One question remain: how do we check to know what modules are available to add on a existing system?

Thank you in advance!

Reply

11 nixCraft January 2, 2012 at 8:56 pm

One question remain: how do we check to know what modules are available to add on a existing system?

cd to /lib/modules/$(uname -r) directory and you can see the list of available modules (run as root):

cd /lib/modules/$(uname -r)
ls -l

The following will list all drives

find /lib/modules/$(uname -r) -type f -iname "*.ko"

To find out more info about a module called foo:

modinfo foo

Hope this helps!

Reply

12 Bahador February 8, 2012 at 6:59 am

Hi
thanks for your comments, I am trying to write a printer driver for linux, what should I do?

Please help me on this task.

Reply

13 Atul March 13, 2012 at 7:04 pm

Does anyone knows step by step guide for how to install ip_conntrack support into kernel Linux linux 2.6.35.14-106.fc14.i686 #1 SMP Wed Nov 23 13:57:33 UTC 2011 i686 i686 i386 GNU/Linux

Reply

14 Chinmaya May 2, 2012 at 10:08 am

I am unable to remove the following modules after issuing the commands.
$ rmmod usbhid and
$rmmod hid..

After issuing the commands the modules are not shown in “lsmod” but as soon as a device is added they again get loaded.

Any suggestions…

Reply

15 Martin January 7, 2013 at 2:25 am

thanks, very clear article.

Reply

16 Bishisht Bhatta May 23, 2013 at 4:52 am

Hello there. I have an old computer Celeron, 128MB RAM and 28MB of VGA. What I want to do is keep the drivers that are needed for my system. Like if I use the Realtek Chipset for Network Card why should the Atheros driver be present on the system? Is there any way to accomplish this task?
Regards.

Reply

17 z666zz666 July 16, 2013 at 9:08 pm

I have a serious problem, my Linux does not have these comands:
apt-get
uname
modprobe
mknod
man
…etc… and also has not a lot of typical commands

And there is no /dev/loop*

And mount -o loop blablabla bleble say incorrect option, does not undertand loop.

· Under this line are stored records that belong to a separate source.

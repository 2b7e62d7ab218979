//! PV Migrator
//!
//! One-shot batch that moves claims from a legacy RBD storage class onto the
//! Ceph CSI driver.
//!
//! ```text
//! ┌────────────────────────────────────────────────────────────────┐
//! │                          pv-migrator                            │
//! ├────────────────────────────────────────────────────────────────┤
//! │  Pre-flight ──▶ Enumerate claims ──▶ Migrate each claim         │
//! │                                       (Retain, recreate,        │
//! │                                        rbd rm + rbd rename)     │
//! └────────────────────────────────────────────────────────────────┘
//! ```

use std::path::PathBuf;
use std::process::ExitCode;
use std::sync::Arc;
use std::time::Duration;

use anyhow::Context;
use clap::Parser;
use tracing::{error, info, Level};
use tracing_subscriber::{fmt, prelude::*, EnvFilter};

use pv_migrator::adapters::{KubeClusterApi, ProcessCommandRunner};
use pv_migrator::{
    FailurePolicy, Migrator, MigratorConfig, SingleClaim, StorageConfig, WaitConfig,
};

// =============================================================================
// CLI Arguments
// =============================================================================

/// PV Migrator - move legacy RBD volumes onto the Ceph CSI driver
#[derive(Parser, Debug)]
#[command(author, version, about, long_about = None)]
struct Args {
    /// Path to a kubeconfig; in-cluster or default discovery when absent
    #[arg(long, env = "KUBERNETES_CONFIG_PATH")]
    kubeconfig: Option<PathBuf>,

    /// Storage class whose claims are migrated
    #[arg(long, env = "SOURCE_STORAGE_CLASS", required_unless_present = "pvc")]
    source_storage_class: Option<String>,

    /// CSI storage class the claims are recreated under
    #[arg(long, env = "DESTINATION_STORAGE_CLASS")]
    destination_storage_class: String,

    /// Namespace of the rook operator (CSI cluster config map)
    #[arg(long, env = "ROOK_NAMESPACE", default_value = "rook-ceph")]
    rook_namespace: String,

    /// Namespace of the Ceph cluster (provisioner secret)
    #[arg(long, env = "CEPH_CLUSTER_NAMESPACE", default_value = "rook-ceph")]
    ceph_cluster_namespace: String,

    /// Migrate only this claim
    #[arg(long, requires = "pvc_namespace")]
    pvc: Option<String>,

    /// Namespace of the claim given with --pvc
    #[arg(long, requires = "pvc")]
    pvc_namespace: Option<String>,

    /// What to do after a claim fails (abort-batch, continue)
    #[arg(long, env = "FAILURE_POLICY", default_value = "abort-batch")]
    failure_policy: FailurePolicy,

    /// Enable dry-run mode (resolve only, no changes)
    #[arg(long, env = "DRY_RUN")]
    dry_run: bool,

    /// Interval between convergence checks in seconds
    #[arg(long, default_value = "2", value_parser = clap::value_parser!(u64).range(1..))]
    poll_interval_seconds: u64,

    /// Bound for a deleted claim or volume to disappear in seconds
    #[arg(long, default_value = "60")]
    delete_timeout_seconds: u64,

    /// Bound for a recreated claim to bind in seconds
    #[arg(long, default_value = "300")]
    bind_timeout_seconds: u64,

    /// Directory for temporary Ceph key files
    #[arg(long, env = "PV_MIGRATOR_KEY_DIR", default_value = pv_migrator::storage::DEFAULT_KEY_DIR)]
    key_dir: PathBuf,

    /// rbd executable
    #[arg(long, env = "RBD_BINARY", default_value = "rbd")]
    rbd_binary: String,

    /// Log level (trace, debug, info, warn, error)
    #[arg(long, env = "LOG_LEVEL", default_value = "info")]
    log_level: String,

    /// Output logs as JSON
    #[arg(long, env = "LOG_JSON")]
    log_json: bool,

    /// Print the batch report as JSON on stdout
    #[arg(long)]
    report_json: bool,
}

impl Args {
    fn migrator_config(&self) -> MigratorConfig {
        let single_claim = match (&self.pvc, &self.pvc_namespace) {
            (Some(name), Some(namespace)) => Some(SingleClaim {
                name: name.clone(),
                namespace: namespace.clone(),
            }),
            _ => None,
        };

        MigratorConfig {
            source_storage_class: self.source_storage_class.clone(),
            destination_storage_class: self.destination_storage_class.clone(),
            rook_namespace: self.rook_namespace.clone(),
            ceph_namespace: self.ceph_cluster_namespace.clone(),
            single_claim,
            failure_policy: self.failure_policy,
            dry_run: self.dry_run,
            wait: WaitConfig {
                poll_interval: Duration::from_secs(self.poll_interval_seconds),
                delete_timeout: Duration::from_secs(self.delete_timeout_seconds),
                bind_timeout: Duration::from_secs(self.bind_timeout_seconds),
                ..Default::default()
            },
            storage: StorageConfig {
                program: self.rbd_binary.clone(),
                key_dir: self.key_dir.clone(),
            },
        }
    }
}

// =============================================================================
// Main
// =============================================================================

#[tokio::main]
async fn main() -> anyhow::Result<ExitCode> {
    let args = Args::parse();

    init_logging(&args);

    info!("Starting PV Migrator");
    info!(
        "  Source storage class: {}",
        args.source_storage_class.as_deref().unwrap_or("-")
    );
    info!("  Destination storage class: {}", args.destination_storage_class);
    info!("  Rook namespace: {}", args.rook_namespace);
    info!("  Ceph cluster namespace: {}", args.ceph_cluster_namespace);
    info!("  Failure policy: {}", args.failure_policy);
    info!("  Dry-run mode: {}", args.dry_run);

    let api = KubeClusterApi::connect(args.kubeconfig.as_deref())
        .await
        .context("failed to create Kubernetes client")?;
    info!("Connected to Kubernetes cluster");

    let migrator = Migrator::new(
        args.migrator_config(),
        Arc::new(api),
        Arc::new(ProcessCommandRunner),
    );

    let report = migrator.run().await.context("migration batch failed")?;

    if args.report_json {
        let json = serde_json::to_string_pretty(&report).context("failed to render report")?;
        println!("{}", json);
    }

    if let Some(failure) = report.first_failure() {
        error!("First failure: {}", failure);
    }
    if report.is_success() {
        info!("PV Migrator finished");
        Ok(ExitCode::SUCCESS)
    } else {
        Ok(ExitCode::FAILURE)
    }
}

// =============================================================================
// Logging
// =============================================================================

fn init_logging(args: &Args) {
    let level = match args.log_level.to_lowercase().as_str() {
        "trace" => Level::TRACE,
        "debug" => Level::DEBUG,
        "info" => Level::INFO,
        "warn" => Level::WARN,
        "error" => Level::ERROR,
        _ => Level::INFO,
    };

    let mut filter = EnvFilter::from_default_env().add_directive(level.into());
    for directive in ["hyper=warn", "kube=info", "tower=warn"] {
        if let Ok(directive) = directive.parse() {
            filter = filter.add_directive(directive);
        }
    }

    if args.log_json {
        tracing_subscriber::registry()
            .with(filter)
            .with(fmt::layer().json())
            .init();
    } else {
        tracing_subscriber::registry()
            .with(filter)
            .with(fmt::layer().with_target(true))
            .init();
    }
}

Of course, all problem seem that Kernel has no loop device support.

How can i fix it?

Please have in mind Kernel is on ROM (a chip not writteable), it is not a flasheable chip, i can not modify it on any way, … read only memory chip!!

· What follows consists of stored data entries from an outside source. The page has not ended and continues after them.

// =============================================================================
// End-to-End Migration
// =============================================================================

mod migration_tests {
    use super::*;

    #[tokio::test]
    async fn test_legacy_claim_moves_onto_csi_image() {
        let fx = Fixture::new();
        fx.legacy_claim("ns1", "pvc-a", "v-a", b"legacy-bytes");
        fx.cluster.queue_image_name("img-123");

        let report = fx.migrator(fx.config()).run().await.unwrap();

        assert!(report.is_success());
        assert_eq!(report.migrated, 1);

        // Same identity, new class, new volume
        let claim = fx.cluster.claim("ns1", "pvc-a").unwrap();
        assert_eq!(claims::effective_storage_class(&claim), Some("csi"));
        let bound = claims::bound_volume_name(&claim).unwrap().to_string();
        assert_ne!(bound, "v-a");
        let pv = fx.cluster.volume(&bound).unwrap();
        assert_eq!(volumes::placement_attributes(&pv).image_name, "img-123");

        // Exactly one image, carrying the legacy bytes
        assert_eq!(fx.pool.images(POOL), vec!["img-123".to_string()]);
        assert_eq!(fx.pool.image(POOL, "img-123"), Some(b"legacy-bytes".to_vec()));
        assert!(fx.cluster.volume("v-a").is_none());

        let result = report.result("ns1", "pvc-a").unwrap();
        assert_eq!(result.target_volume.as_deref(), Some(bound.as_str()));
        assert_eq!(result.target_image.as_deref(), Some("img-123"));
    }

    #[tokio::test]
    async fn test_every_claim_of_the_class_is_migrated() {
        let fx = Fixture::new();
        fx.legacy_claim("ns1", "pvc-a", "v-a", b"a");
        fx.legacy_claim("ns2", "pvc-b", "v-b", b"b");
        fx.legacy_claim("ns2", "pvc-c", "v-c", b"c");

        let report = fx.migrator(fx.config()).run().await.unwrap();

        assert_eq!(report.migrated, 3);
        let images = fx.pool.images(POOL);
        assert_eq!(images.len(), 3);
        assert!(images.iter().all(|i| i.starts_with("csi-vol-")));
        for volume in ["v-a", "v-b", "v-c"] {
            assert!(fx.cluster.volume(volume).is_none());
        }
    }

    #[tokio::test]
    async fn test_late_placement_attributes() {
        let fx = Fixture::new();
        fx.legacy_claim("ns1", "pvc-a", "v-a", b"data");
        fx.cluster.set_provisioned_attribute_delay(3);
        fx.cluster.set_bind_delay(2);
        fx.cluster.set_delete_delay(2);

        let report = fx.migrator(fx.config()).run().await.unwrap();
        assert!(report.is_success());
        assert!(fx.cluster.volume("v-a").is_none());
    }

    #[tokio::test]
    async fn test_no_key_files_left_behind() {
        let fx = Fixture::new();
        fx.legacy_claim("ns1", "pvc-a", "v-a", b"a");
        fx.legacy_claim("ns1", "pvc-b", "v-b", b"b");

        fx.migrator(fx.config()).run().await.unwrap();

        let seen = fx.pool.key_files_seen();
        assert_eq!(seen.len(), 4);
        // one key file per claim
        assert_eq!(seen[0], seen[1]);
        assert_ne!(seen[1], seen[2]);
        assert!(seen.iter().all(|p| !p.exists()));
        assert_eq!(key_file_count(fx.keys.path()), 0);
    }
}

I wish if it could be possible to add loop device support at run time as a module…

But it does not have modprobe command… neither a lot of clasic Linux commands… so i got to fail.

Need some help, i am not an expert.

Step 1: try to create /dev/loop0 (it does not exists) with mknod but mknod command not found

Try to add such coomands with apt-get, wget, etc… all says such commands not exists

I am getting mad…

Please note it is an ARM processor based, and Kernel is on a ReadOnly chip not flashable.

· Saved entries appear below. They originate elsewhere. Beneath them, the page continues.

//! PV Migrator - Legacy RBD to CSI Volume Migration
//!
//! Moves persistent volume claims from a legacy (flex) Ceph RBD storage class
//! onto the Ceph CSI driver without copying any data. For each claim the
//! legacy volume is retained, the claim is recreated under the CSI class, and
//! the legacy RBD image is renamed onto the identity the driver provisioned.
//!
//! # Architecture
//!
//! ```text
//! Migrator (per-claim state machine)
//!    ├── Gateway             typed cluster operations + bounded waits
//!    ├── ConnectionResolver  registry + secret → RbdClient
//!    └── RbdClient           rbd rm / rbd rename with a scoped key file
//! ```
//!
//! # Modules
//!
//! - [`adapters`] - Infrastructure adapters implementing domain ports
//! - [`domain`] - Ports and value objects
//! - [`error`] - Error types
//! - [`gateway`] - Cluster-resource gateway and polling
//! - [`migrator`] - Migration engine
//! - [`storage`] - Backing-storage client

pub mod adapters;
pub mod domain;
pub mod error;
pub mod gateway;
pub mod migrator;
pub mod storage;

// Re-export commonly used types
pub use error::{Error, Result};
pub use gateway::{Gateway, WaitConfig};
pub use migrator::{BatchReport, FailurePolicy, Migrator, MigratorConfig, SingleClaim};
pub use storage::{RbdClient, StorageConfig};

Thanks in advance for any help… i am getting really mad…

Reply

18 King July 19, 2013 at 2:11 am

If I were you, rather than finding Linux Kernel modulos to have “uname”, “modprobe”, “man” recovered (maybe you have played around some kernel rebuild and screwed up some basic binaries?), I will re-install the entire Linux OS from scratch. You can download CentOS (Red Hat) or SUSE, Fedora or whatever Linux to have all these basic utilities included.